(Data excerpts)

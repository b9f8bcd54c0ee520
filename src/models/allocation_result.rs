//! Allocation result models.
//!
//! This module contains the [`AllocationResult`] type and its associated
//! structures capturing every output of one engine run: per-room usage and
//! money, period totals, and the audit trace explaining each stage.

use rust_decimal::Decimal;
use serde::{Deserialize, Serialize};

use super::{BillingMonth, RoomId};

/// How the shared electricity was divided between rooms.
#[derive(Debug, Clone, Copy, PartialEq, Eq, Hash, Serialize, Deserialize)]
#[serde(rename_all = "snake_case")]
pub enum SplitBasis {
    /// Weighted by laundry cycles run in the month.
    LaundryCycles,
    /// Split equally because no cycles were recorded.
    EqualSplit,
}

/// One room's share of the period's electricity and money.
///
/// # Example
///
/// ```
/// use allocation_engine::models::RoomAllocation;
///
/// let room = RoomAllocation {
///     room_id: 1,
///     room_name: "Room 101".to_string(),
///     laundry_cycles: 3,
///     direct_usage: 50,
///     shared_usage: 15,
///     total_usage: 65,
///     total_money: 650_000,
/// };
/// assert_eq!(room.direct_usage + room.shared_usage, room.total_usage);
/// ```
#[derive(Debug, Clone, PartialEq, Eq, Serialize, Deserialize)]
#[serde(rename_all = "camelCase")]
pub struct RoomAllocation {
    /// The room this line belongs to.
    pub room_id: RoomId,
    /// Display name from the room registry.
    pub room_name: String,
    /// Laundry cycles counted for the room in the month.
    pub laundry_cycles: u64,
    /// Electricity measured by the room's own meter.
    pub direct_usage: i64,
    /// The room's portion of the unmetered shared electricity.
    pub shared_usage: i64,
    /// Direct plus shared usage.
    pub total_usage: i64,
    /// Amount owed, in minor currency units.
    pub total_money: i64,
}

/// A single step in the audit trace recording one pipeline stage.
#[derive(Debug, Clone, PartialEq, Eq, Serialize, Deserialize)]
#[serde(rename_all = "camelCase")]
pub struct AuditStep {
    /// The sequential step number.
    pub step_number: u32,
    /// Machine identifier of the rule applied.
    pub rule_id: String,
    /// Human-readable name of the rule.
    pub rule_name: String,
    /// The input data for this step.
    pub input: serde_json::Value,
    /// The output data from this step.
    pub output: serde_json::Value,
    /// Human-readable explanation of the decision.
    pub reasoning: String,
}

/// A warning generated during allocation.
///
/// Warnings flag input that was accepted but deserves a second look, such
/// as an excluded room or laundry cycles for a room without a reading.
#[derive(Debug, Clone, PartialEq, Eq, Serialize, Deserialize)]
#[serde(rename_all = "camelCase")]
pub struct AuditWarning {
    /// A code identifying the type of warning.
    pub code: String,
    /// A human-readable description of the warning.
    pub message: String,
    /// The severity level ("low", "medium", "high").
    pub severity: String,
}

impl AuditWarning {
    /// Creates a warning.
    pub fn new(code: &str, message: impl Into<String>, severity: &str) -> Self {
        Self {
            code: code.to_string(),
            message: message.into(),
            severity: severity.to_string(),
        }
    }
}

/// The complete audit trace for an allocation.
///
/// Contains no timestamps or durations so identical inputs always produce
/// identical traces.
#[derive(Debug, Clone, Default, PartialEq, Eq, Serialize, Deserialize)]
#[serde(rename_all = "camelCase")]
pub struct AuditTrace {
    /// The sequence of pipeline steps.
    pub steps: Vec<AuditStep>,
    /// Any warnings generated during allocation.
    pub warnings: Vec<AuditWarning>,
}

/// The complete, immutable result of one allocation run.
#[derive(Debug, Clone, PartialEq, Eq, Serialize, Deserialize)]
#[serde(rename_all = "camelCase")]
pub struct AllocationResult {
    /// The billing month allocated.
    pub month: BillingMonth,
    /// Invoice money divided by invoice electricity, for display.
    pub price_per_unit: Decimal,
    /// Invoice money total, in minor currency units.
    pub total_money: i64,
    /// Invoice electricity total.
    pub total_electricity: i64,
    /// Electricity not measured by any room meter.
    pub shared_electricity: i64,
    /// Money attributable to the shared electricity (informational).
    pub shared_money: i64,
    /// How shared electricity was divided.
    pub split_basis: SplitBasis,
    /// SHA-256 fingerprint of the inputs, usable as a cache key.
    pub input_fingerprint: String,
    /// Per-room lines ordered by room id.
    pub rooms: Vec<RoomAllocation>,
    /// Stage-by-stage explanation of the result.
    pub audit_trace: AuditTrace,
}

impl AllocationResult {
    /// Looks up the line for a room.
    pub fn room(&self, room_id: RoomId) -> Option<&RoomAllocation> {
        self.rooms.iter().find(|r| r.room_id == room_id)
    }

    /// Sums `total_usage` over all rooms.
    pub fn allocated_electricity(&self) -> i64 {
        self.rooms.iter().map(|r| r.total_usage).sum()
    }

    /// Sums `total_money` over all rooms.
    pub fn allocated_money(&self) -> i64 {
        self.rooms.iter().map(|r| r.total_money).sum()
    }
}

#[cfg(test)]
mod tests {
    use super::*;
    use std::str::FromStr;

    fn sample_result() -> AllocationResult {
        AllocationResult {
            month: "2025-10".parse().unwrap(),
            price_per_unit: Decimal::from_str("3500").unwrap(),
            total_money: 350_000,
            total_electricity: 100,
            shared_electricity: 20,
            shared_money: 70_000,
            split_basis: SplitBasis::LaundryCycles,
            input_fingerprint: "abc123".to_string(),
            rooms: vec![
                RoomAllocation {
                    room_id: 1,
                    room_name: "A".to_string(),
                    laundry_cycles: 3,
                    direct_usage: 50,
                    shared_usage: 15,
                    total_usage: 65,
                    total_money: 227_500,
                },
                RoomAllocation {
                    room_id: 2,
                    room_name: "B".to_string(),
                    laundry_cycles: 1,
                    direct_usage: 30,
                    shared_usage: 5,
                    total_usage: 35,
                    total_money: 122_500,
                },
            ],
            audit_trace: AuditTrace::default(),
        }
    }

    #[test]
    fn test_totals_helpers() {
        let result = sample_result();
        assert_eq!(result.allocated_electricity(), 100);
        assert_eq!(result.allocated_money(), 350_000);
        assert_eq!(result.room(2).map(|r| r.total_usage), Some(35));
        assert!(result.room(3).is_none());
    }

    #[test]
    fn test_serializes_camel_case_fields() {
        let json = serde_json::to_value(sample_result()).unwrap();

        assert_eq!(json["month"], "2025-10");
        assert_eq!(json["pricePerUnit"], "3500");
        assert_eq!(json["sharedElectricity"], 20);
        assert_eq!(json["splitBasis"], "laundry_cycles");
        assert_eq!(json["rooms"][0]["roomName"], "A");
        assert_eq!(json["rooms"][0]["sharedUsage"], 15);
        assert_eq!(json["rooms"][1]["totalMoney"], 122_500);
    }

    #[test]
    fn test_round_trips_through_json() {
        let result = sample_result();
        let json = serde_json::to_string(&result).unwrap();
        let parsed: AllocationResult = serde_json::from_str(&json).unwrap();
        assert_eq!(parsed, result);
    }

    #[test]
    fn test_warning_constructor() {
        let warning = AuditWarning::new("ROOM_EXCLUDED", "room 4 has no reading", "medium");
        assert_eq!(warning.code, "ROOM_EXCLUDED");
        assert_eq!(warning.severity, "medium");
    }
}
//! Room and room registry models.
//!
//! Rooms are created and removed by an external registry. The engine only
//! reads them to label results and to detect rooms without a meter reading.

use std::collections::BTreeMap;

use serde::{Deserialize, Serialize};

use crate::error::{EngineError, EngineResult};

/// Identifier of a room in the shared house.
pub type RoomId = u64;

/// A room known to the room registry.
///
/// # Example
///
/// ```
/// use allocation_engine::models::Room;
///
/// let room = Room {
///     id: 101,
///     name: "Room 101".to_string(),
/// };
/// assert_eq!(room.id, 101);
/// ```
#[derive(Debug, Clone, PartialEq, Eq, Serialize, Deserialize)]
pub struct Room {
    /// Unique, immutable room identifier.
    pub id: RoomId,
    /// Display name used when labelling results.
    pub name: String,
}

/// Read-only snapshot of the room registry.
///
/// Rooms are kept ordered by id so iteration is deterministic.
#[derive(Debug, Clone, Default, PartialEq, Eq)]
pub struct RoomRegistry {
    rooms: BTreeMap<RoomId, Room>,
}

impl RoomRegistry {
    /// Builds a registry from a list of rooms.
    ///
    /// # Errors
    ///
    /// Returns `DuplicateRoom` if two rooms share an id.
    ///
    /// # Example
    ///
    /// ```
    /// use allocation_engine::models::{Room, RoomRegistry};
    ///
    /// let registry = RoomRegistry::new(vec![
    ///     Room { id: 2, name: "Upstairs".to_string() },
    ///     Room { id: 1, name: "Downstairs".to_string() },
    /// ])
    /// .unwrap();
    ///
    /// assert_eq!(registry.ids().collect::<Vec<_>>(), vec![1, 2]);
    /// assert_eq!(registry.name_of(2), "Upstairs");
    /// assert_eq!(registry.name_of(9), "Room 9");
    /// ```
    pub fn new(rooms: Vec<Room>) -> EngineResult<Self> {
        let mut by_id = BTreeMap::new();
        for room in rooms {
            let id = room.id;
            if by_id.insert(id, room).is_some() {
                return Err(EngineError::DuplicateRoom { room_id: id });
            }
        }
        Ok(Self { rooms: by_id })
    }

    /// Returns an empty registry.
    pub fn empty() -> Self {
        Self::default()
    }

    /// Returns `true` if the registry knows no rooms.
    pub fn is_empty(&self) -> bool {
        self.rooms.is_empty()
    }

    /// Returns the number of registered rooms.
    pub fn len(&self) -> usize {
        self.rooms.len()
    }

    /// Returns `true` if the room is registered.
    pub fn contains(&self, id: RoomId) -> bool {
        self.rooms.contains_key(&id)
    }

    /// Returns the registered room ids in ascending order.
    pub fn ids(&self) -> impl Iterator<Item = RoomId> + '_ {
        self.rooms.keys().copied()
    }

    /// Returns the registered rooms in ascending id order.
    pub fn rooms(&self) -> impl Iterator<Item = &Room> {
        self.rooms.values()
    }

    /// Returns the room name, or `Room <id>` for unregistered rooms.
    pub fn name_of(&self, id: RoomId) -> String {
        self.rooms
            .get(&id)
            .map(|room| room.name.clone())
            .unwrap_or_else(|| format!("Room {}", id))
    }
}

- Task instructions:
Find the lines above holding the word "EngineResult" and show them.

- Result below:
use crate::error::{EngineError, EngineResult};
    pub fn new(rooms: Vec<Room>) -> EngineResult<Self> {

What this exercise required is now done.